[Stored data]
*** Begin section ***

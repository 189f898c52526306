//! Economy metrics: ONS time series via the CSV generator, plus the full
//! PRDY/CXNV dataset CSVs for the two series the generator only publishes
//! annually.

use std::time::Duration;

use crate::pipeline::{Derivation, Extraction, LiveSource, MetricSpec, SourceSpec};
use crate::record::Category;
use crate::status::ThresholdPolicy;
use crate::tabular::FormatHint;

pub(super) const THRESHOLDS: &[(&str, ThresholdPolicy)] = &[
    ("real_gdp_growth", ThresholdPolicy::Ascending { green: 2.0, amber: 1.0 }),
    (
        "cpi_inflation",
        ThresholdPolicy::Banded {
            green_min: 1.5,
            green_max: 2.5,
            amber_min: 1.0,
            amber_max: 3.5,
        },
    ),
    ("output_per_hour", ThresholdPolicy::Ascending { green: 1.0, amber: 0.0 }),
    ("public_sector_net_debt", ThresholdPolicy::Descending { green: 90.0, amber: 100.0 }),
    // Classified on YoY % change computed from NPEL levels.
    ("business_investment", ThresholdPolicy::Ascending { green: 2.0, amber: 0.0 }),
];

fn narrow(candidates: &'static [&'static str]) -> SourceSpec {
    SourceSpec::Live(LiveSource {
        candidates,
        format: FormatHint::Csv,
        extraction: Extraction::NarrowSeries,
        derive: None,
        timeout: Duration::from_secs(30),
        min_bytes: 0,
        period_hint: None,
    })
}

pub(super) fn specs() -> Vec<MetricSpec> {
    vec![
        MetricSpec {
            key: "real_gdp_growth",
            name: "Real GDP Growth",
            category: Category::Economy,
            unit: "%",
            source: narrow(&[
                "https://www.ons.gov.uk/generator?format=csv&uri=/economy/grossdomesticproductgdp/timeseries/ihyp/qna",
            ]),
            data_source: "ONS",
            source_url: "https://www.ons.gov.uk/generator?format=csv&uri=/economy/grossdomesticproductgdp/timeseries/ihyp/qna",
            fallback: None,
        },
        MetricSpec {
            key: "cpi_inflation",
            name: "CPI Inflation",
            category: Category::Economy,
            unit: "%",
            source: narrow(&[
                "https://www.ons.gov.uk/generator?format=csv&uri=/economy/inflationandpriceindices/timeseries/d7g7/mm23",
            ]),
            data_source: "ONS",
            source_url: "https://www.ons.gov.uk/generator?format=csv&uri=/economy/inflationandpriceindices/timeseries/d7g7/mm23",
            fallback: None,
        },
        MetricSpec {
            key: "output_per_hour",
            name: "Output per Hour",
            category: Category::Economy,
            unit: "%",
            // The generator serves LZVD annually only; the full PRDY dataset
            // CSV carries the quarterly rows.
            source: SourceSpec::Live(LiveSource {
                candidates: &[
                    "https://www.ons.gov.uk/file?uri=/employmentandlabourmarket/peopleinwork/labourproductivity/datasets/labourproductivity/current/prdy.csv",
                ],
                format: FormatHint::Csv,
                extraction: Extraction::WideSeries { series_code: "LZVD" },
                derive: None,
                timeout: Duration::from_secs(45),
                min_bytes: 0,
                period_hint: None,
            }),
            data_source: "ONS",
            source_url: "https://www.ons.gov.uk/generator?format=csv&uri=/employmentandlabourmarket/peopleinwork/labourproductivity/timeseries/lzvd/prdy",
            fallback: None,
        },
        MetricSpec {
            key: "public_sector_net_debt",
            name: "Public Sector Net Debt",
            category: Category::Economy,
            unit: "%",
            source: narrow(&[
                "https://www.ons.gov.uk/generator?format=csv&uri=/economy/governmentpublicsectorandtaxes/publicsectorfinance/timeseries/hf6x/pusf",
            ]),
            data_source: "ONS",
            source_url: "https://www.ons.gov.uk/generator?format=csv&uri=/economy/governmentpublicsectorandtaxes/publicsectorfinance/timeseries/hf6x/pusf",
            fallback: None,
        },
        MetricSpec {
            key: "business_investment",
            name: "Business Investment",
            category: Category::Economy,
            unit: "%",
            // NPEL is a level in GBP millions; published as YoY % change.
            source: SourceSpec::Live(LiveSource {
                candidates: &[
                    "https://www.ons.gov.uk/file?uri=/economy/grossdomesticproductgdp/datasets/businessinvestment/current/cxnv.csv",
                ],
                format: FormatHint::Csv,
                extraction: Extraction::WideSeries { series_code: "NPEL" },
                derive: Some(Derivation::YoyPctChange),
                timeout: Duration::from_secs(45),
                min_bytes: 0,
                period_hint: None,
            }),
            data_source: "ONS",
            source_url: "https://www.ons.gov.uk/generator?format=csv&uri=/economy/grossdomesticproductgdp/timeseries/npel/cxnv",
            fallback: None,
        },
    ]
}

*** End section ***

INSTRUCTIONS FOR THE TASK: When a line in the records holds the string "Duration", copy that line.

PROBLEM SOLUTION:
use std::time::Duration;
        timeout: Duration::from_secs(30),
                timeout: Duration::from_secs(45),
                timeout: Duration::from_secs(45),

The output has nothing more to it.